Reproduce all of the data exactly, with no line skipped.
Material to process Start Marker
//! Feed lifecycle state.

use chrono::{DateTime, Utc};
use serde::Serialize;

/// Consecutive missed fetches after which a feed is considered stale.
pub const STALE_MISS_THRESHOLD: u32 = 2;

/// Lifecycle state of one feed.
#[derive(Debug, Clone, Copy, PartialEq, Eq, Serialize)]
#[serde(rename_all = "lowercase")]
pub enum FeedState {
    /// Never fetched.
    Idle,
    /// First fetch in flight, nothing to show yet.
    Loading,
    /// Last fetch succeeded.
    Success,
    /// Last fetch failed; previous data still displayed.
    Error,
    /// Missed the freshness threshold; previous data still displayed.
    Stale,
}

/// Published state of one feed.
///
/// `data` always retains the last successful payload: a failing feed
/// shows stale-but-displayed data next to its error marker rather than
/// blanking out.
#[derive(Debug, Clone, Serialize)]
pub struct FeedSnapshot<T> {
    /// Lifecycle state.
    pub state: FeedState,
    /// Last successful payload, if any ever landed.
    pub data: Option<T>,
    /// When the last successful fetch landed.
    pub last_success_at: Option<DateTime<Utc>>,
    /// Message of the most recent failure, cleared on success.
    pub last_error: Option<String>,
    /// Failed fetches since the last success.
    pub consecutive_misses: u32,
}

impl<T> FeedSnapshot<T> {
    /// Snapshot of a feed that has never fetched.
    #[must_use]
    pub fn idle() -> Self {
        Self {
            state: FeedState::Idle,
            data: None,
            last_success_at: None,
            last_error: None,
            consecutive_misses: 0,
        }
    }

    /// Whether the last fetch succeeded.
    #[must_use]
    pub fn is_fresh(&self) -> bool {
        self.state == FeedState::Success
    }

    /// Transition into Loading for the very first fetch.
    ///
    /// Later fetches keep the previous state visible while the request
    /// is in flight.
    pub(crate) fn mark_loading(&mut self) {
        if self.state == FeedState::Idle {
            self.state = FeedState::Loading;
        }
    }

    /// Apply a successful fetch.
    pub(crate) fn record_success(&mut self, data: T) {
        self.state = FeedState::Success;
        self.data = Some(data);
        self.last_success_at = Some(Utc::now());
        self.last_error = None;
        self.consecutive_misses = 0;
    }

    /// Apply a failed fetch. Data is retained.
    pub(crate) fn record_failure(&mut self, error: String) {
        self.consecutive_misses = self.consecutive_misses.saturating_add(1);
        self.state = if self.consecutive_misses >= STALE_MISS_THRESHOLD {
            FeedState::Stale
        } else {
            FeedState::Error
        };
        self.last_error = Some(error);
    }
}
//! HTTP client for the backend endpoints.

use crate::error::{ClientError, ClientResult};
use crate::types::{
    CompositeSignalResponse, ExchangeStatus, MarketOverview, OpenTrade, PriceBoard,
};
use reqwest::Client;
use serde::de::DeserializeOwned;
use std::time::Duration;
use tracing::{debug, warn};

/// Default timeout for API requests.
const DEFAULT_TIMEOUT: Duration = Duration::from_secs(10);

/// Exchange status endpoint.
pub const STATUS_PATH: &str = "/api/status/";
/// Market overview endpoint.
pub const MARKET_OVERVIEW_PATH: &str = "/api/market-overview/";
/// Default per-symbol price endpoint.
pub const DEFAULT_PRICE_PATH: &str = "/api/data/all/";
/// Alternate per-symbol price endpoint served by some deployments.
pub const PRICE_TICKER_PATH: &str = "/api/price-ticker/";
/// Composite signal endpoint.
pub const COMPOSITE_SIGNAL_PATH: &str = "/api/get-composite-signal/";
/// Open trades endpoint.
pub const OPEN_TRADES_PATH: &str = "/api/trades/open/";

/// Client for the trading-analytics backend REST API.
#[derive(Debug, Clone)]
pub struct PulseClient {
    /// HTTP client.
    client: Client,
    /// Base URL, without trailing slash.
    base_url: String,
}

impl PulseClient {
    /// Create a new client with the default request timeout.
    ///
    /// # Arguments
    /// * `base_url` - Backend origin (e.g. "http://127.0.0.1:8000")
    pub fn new(base_url: impl Into<String>) -> ClientResult<Self> {
        Self::with_timeout(base_url, DEFAULT_TIMEOUT)
    }

    /// Create a new client with an explicit request timeout.
    pub fn with_timeout(base_url: impl Into<String>, timeout: Duration) -> ClientResult<Self> {
        let client = Client::builder()
            .timeout(timeout)
            .build()
            .map_err(|e| ClientError::HttpClient(format!("Failed to create HTTP client: {e}")))?;

        let mut base_url = base_url.into();
        while base_url.ends_with('/') {
            base_url.pop();
        }

        Ok(Self { client, base_url })
    }

    /// GET a path and deserialize the JSON body.
    async fn get_json<T: DeserializeOwned>(
        &self,
        path: &str,
        query: &[(&str, &str)],
    ) -> ClientResult<T> {
        let url = format!("{}{}", self.base_url, path);
        debug!(url = %url, "Fetching");

        let response = self
            .client
            .get(&url)
            .query(query)
            .send()
            .await
            .map_err(ClientError::from_reqwest)?;

        let status = response.status();
        if !status.is_success() {
            let body = response.text().await.unwrap_or_default();
            warn!(url = %url, status = %status, "Backend returned failure status");
            return Err(ClientError::Upstream {
                status: format!("HTTP {status}"),
                message: body,
            });
        }

        response.json().await.map_err(ClientError::from_reqwest)
    }

    /// Fetch exchange reachability from `/api/status/`.
    pub async fn fetch_system_status(&self) -> ClientResult<Vec<ExchangeStatus>> {
        self.get_json(STATUS_PATH, &[]).await
    }

    /// Fetch global market metrics from `/api/market-overview/`.
    pub async fn fetch_market_overview(&self) -> ClientResult<MarketOverview> {
        self.get_json(MARKET_OVERVIEW_PATH, &[]).await
    }

    /// Fetch the per-symbol price board.
    ///
    /// # Arguments
    /// * `path` - Endpoint path; deployments serve either
    ///   [`DEFAULT_PRICE_PATH`] or [`PRICE_TICKER_PATH`].
    pub async fn fetch_price_board(&self, path: &str) -> ClientResult<PriceBoard> {
        self.get_json(path, &[]).await
    }

    /// Fetch the composite signal for one symbol.
    ///
    /// A response whose `status` is not SUCCESS/NEUTRAL is an upstream
    /// error: the body exists but the backend marked the run as failed.
    pub async fn fetch_composite_signal(
        &self,
        symbol: &str,
    ) -> ClientResult<CompositeSignalResponse> {
        let response: CompositeSignalResponse = self
            .get_json(COMPOSITE_SIGNAL_PATH, &[("symbol", symbol)])
            .await?;

        check_signal_status(response)
    }

    /// Fetch open positions from `/api/trades/open/`.
    pub async fn fetch_open_trades(&self) -> ClientResult<Vec<OpenTrade>> {
        self.get_json(OPEN_TRADES_PATH, &[]).await
    }
}

/// Reject composite responses whose `status` is not SUCCESS/NEUTRAL.
///
/// ERROR and unrecognized statuses become `Upstream`, carrying the
/// backend's own message when it supplied one.
fn check_signal_status(
    response: CompositeSignalResponse,
) -> ClientResult<CompositeSignalResponse> {
    if response.status.is_ok() {
        return Ok(response);
    }
    Err(ClientError::Upstream {
        status: response.status.to_string(),
        message: response
            .message
            .unwrap_or_else(|| "Composite signal run failed".to_string()),
    })
}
Material to process End Marker
Finished exercise:
//! Feed lifecycle state.

use chrono::{DateTime, Utc};
use serde::Serialize;

/// Consecutive missed fetches after which a feed is considered stale.
pub const STALE_MISS_THRESHOLD: u32 = 2;

/// Lifecycle state of one feed.
#[derive(Debug, Clone, Copy, PartialEq, Eq, Serialize)]
#[serde(rename_all = "lowercase")]
pub enum FeedState {
    /// Never fetched.
    Idle,
    /// First fetch in flight, nothing to show yet.
    Loading,
    /// Last fetch succeeded.
    Success,
    /// Last fetch failed; previous data still displayed.
    Error,
    /// Missed the freshness threshold; previous data still displayed.
    Stale,
}

/// Published state of one feed.
///
/// `data` always retains the last successful payload: a failing feed
/// shows stale-but-displayed data next to its error marker rather than
/// blanking out.
#[derive(Debug, Clone, Serialize)]
pub struct FeedSnapshot<T> {
    /// Lifecycle state.
    pub state: FeedState,
    /// Last successful payload, if any ever landed.
    pub data: Option<T>,
    /// When the last successful fetch landed.
    pub last_success_at: Option<DateTime<Utc>>,
    /// Message of the most recent failure, cleared on success.
    pub last_error: Option<String>,
    /// Failed fetches since the last success.
    pub consecutive_misses: u32,
}

impl<T> FeedSnapshot<T> {
    /// Snapshot of a feed that has never fetched.
    #[must_use]
    pub fn idle() -> Self {
        Self {
            state: FeedState::Idle,
            data: None,
            last_success_at: None,
            last_error: None,
            consecutive_misses: 0,
        }
    }

    /// Whether the last fetch succeeded.
    #[must_use]
    pub fn is_fresh(&self) -> bool {
        self.state == FeedState::Success
    }

    /// Transition into Loading for the very first fetch.
    ///
    /// Later fetches keep the previous state visible while the request
    /// is in flight.
    pub(crate) fn mark_loading(&mut self) {
        if self.state == FeedState::Idle {
            self.state = FeedState::Loading;
        }
    }

    /// Apply a successful fetch.
    pub(crate) fn record_success(&mut self, data: T) {
        self.state = FeedState::Success;
        self.data = Some(data);
        self.last_success_at = Some(Utc::now());
        self.last_error = None;
        self.consecutive_misses = 0;
    }

    /// Apply a failed fetch. Data is retained.
    pub(crate) fn record_failure(&mut self, error: String) {
        self.consecutive_misses = self.consecutive_misses.saturating_add(1);
        self.state = if self.consecutive_misses >= STALE_MISS_THRESHOLD {
            FeedState::Stale
        } else {
            FeedState::Error
        };
        self.last_error = Some(error);
    }
}
//! HTTP client for the backend endpoints.

use crate::error::{ClientError, ClientResult};
use crate::types::{
    CompositeSignalResponse, ExchangeStatus, MarketOverview, OpenTrade, PriceBoard,
};
use reqwest::Client;
use serde::de::DeserializeOwned;
use std::time::Duration;
use tracing::{debug, warn};

/// Default timeout for API requests.
const DEFAULT_TIMEOUT: Duration = Duration::from_secs(10);

/// Exchange status endpoint.
pub const STATUS_PATH: &str = "/api/status/";
/// Market overview endpoint.
pub const MARKET_OVERVIEW_PATH: &str = "/api/market-overview/";
/// Default per-symbol price endpoint.
pub const DEFAULT_PRICE_PATH: &str = "/api/data/all/";
/// Alternate per-symbol price endpoint served by some deployments.
pub const PRICE_TICKER_PATH: &str = "/api/price-ticker/";
/// Composite signal endpoint.
pub const COMPOSITE_SIGNAL_PATH: &str = "/api/get-composite-signal/";
/// Open trades endpoint.
pub const OPEN_TRADES_PATH: &str = "/api/trades/open/";

/// Client for the trading-analytics backend REST API.
#[derive(Debug, Clone)]
pub struct PulseClient {
    /// HTTP client.
    client: Client,
    /// Base URL, without trailing slash.
    base_url: String,
}

impl PulseClient {
    /// Create a new client with the default request timeout.
    ///
    /// # Arguments
    /// * `base_url` - Backend origin (e.g. "http://127.0.0.1:8000")
    pub fn new(base_url: impl Into<String>) -> ClientResult<Self> {
        Self::with_timeout(base_url, DEFAULT_TIMEOUT)
    }

    /// Create a new client with an explicit request timeout.
    pub fn with_timeout(base_url: impl Into<String>, timeout: Duration) -> ClientResult<Self> {
        let client = Client::builder()
            .timeout(timeout)
            .build()
            .map_err(|e| ClientError::HttpClient(format!("Failed to create HTTP client: {e}")))?;

        let mut base_url = base_url.into();
        while base_url.ends_with('/') {
            base_url.pop();
        }

        Ok(Self { client, base_url })
    }

    /// GET a path and deserialize the JSON body.
    async fn get_json<T: DeserializeOwned>(
        &self,
        path: &str,
        query: &[(&str, &str)],
    ) -> ClientResult<T> {
        let url = format!("{}{}", self.base_url, path);
        debug!(url = %url, "Fetching");

        let response = self
            .client
            .get(&url)
            .query(query)
            .send()
            .await
            .map_err(ClientError::from_reqwest)?;

        let status = response.status();
        if !status.is_success() {
            let body = response.text().await.unwrap_or_default();
            warn!(url = %url, status = %status, "Backend returned failure status");
            return Err(ClientError::Upstream {
                status: format!("HTTP {status}"),
                message: body,
            });
        }

        response.json().await.map_err(ClientError::from_reqwest)
    }

    /// Fetch exchange reachability from `/api/status/`.
    pub async fn fetch_system_status(&self) -> ClientResult<Vec<ExchangeStatus>> {
        self.get_json(STATUS_PATH, &[]).await
    }

    /// Fetch global market metrics from `/api/market-overview/`.
    pub async fn fetch_market_overview(&self) -> ClientResult<MarketOverview> {
        self.get_json(MARKET_OVERVIEW_PATH, &[]).await
    }

    /// Fetch the per-symbol price board.
    ///
    /// # Arguments
    /// * `path` - Endpoint path; deployments serve either
    ///   [`DEFAULT_PRICE_PATH`] or [`PRICE_TICKER_PATH`].
    pub async fn fetch_price_board(&self, path: &str) -> ClientResult<PriceBoard> {
        self.get_json(path, &[]).await
    }

    /// Fetch the composite signal for one symbol.
    ///
    /// A response whose `status` is not SUCCESS/NEUTRAL is an upstream
    /// error: the body exists but the backend marked the run as failed.
    pub async fn fetch_composite_signal(
        &self,
        symbol: &str,
    ) -> ClientResult<CompositeSignalResponse> {
        let response: CompositeSignalResponse = self
            .get_json(COMPOSITE_SIGNAL_PATH, &[("symbol", symbol)])
            .await?;

        check_signal_status(response)
    }

    /// Fetch open positions from `/api/trades/open/`.
    pub async fn fetch_open_trades(&self) -> ClientResult<Vec<OpenTrade>> {
        self.get_json(OPEN_TRADES_PATH, &[]).await
    }
}

/// Reject composite responses whose `status` is not SUCCESS/NEUTRAL.
///
/// ERROR and unrecognized statuses become `Upstream`, carrying the
/// backend's own message when it supplied one.
fn check_signal_status(
    response: CompositeSignalResponse,
) -> ClientResult<CompositeSignalResponse> {
    if response.status.is_ok() {
        return Ok(response);
    }
    Err(ClientError::Upstream {
        status: response.status.to_string(),
        message: response
            .message
            .unwrap_or_else(|| "Composite signal run failed".to_string()),
    })
}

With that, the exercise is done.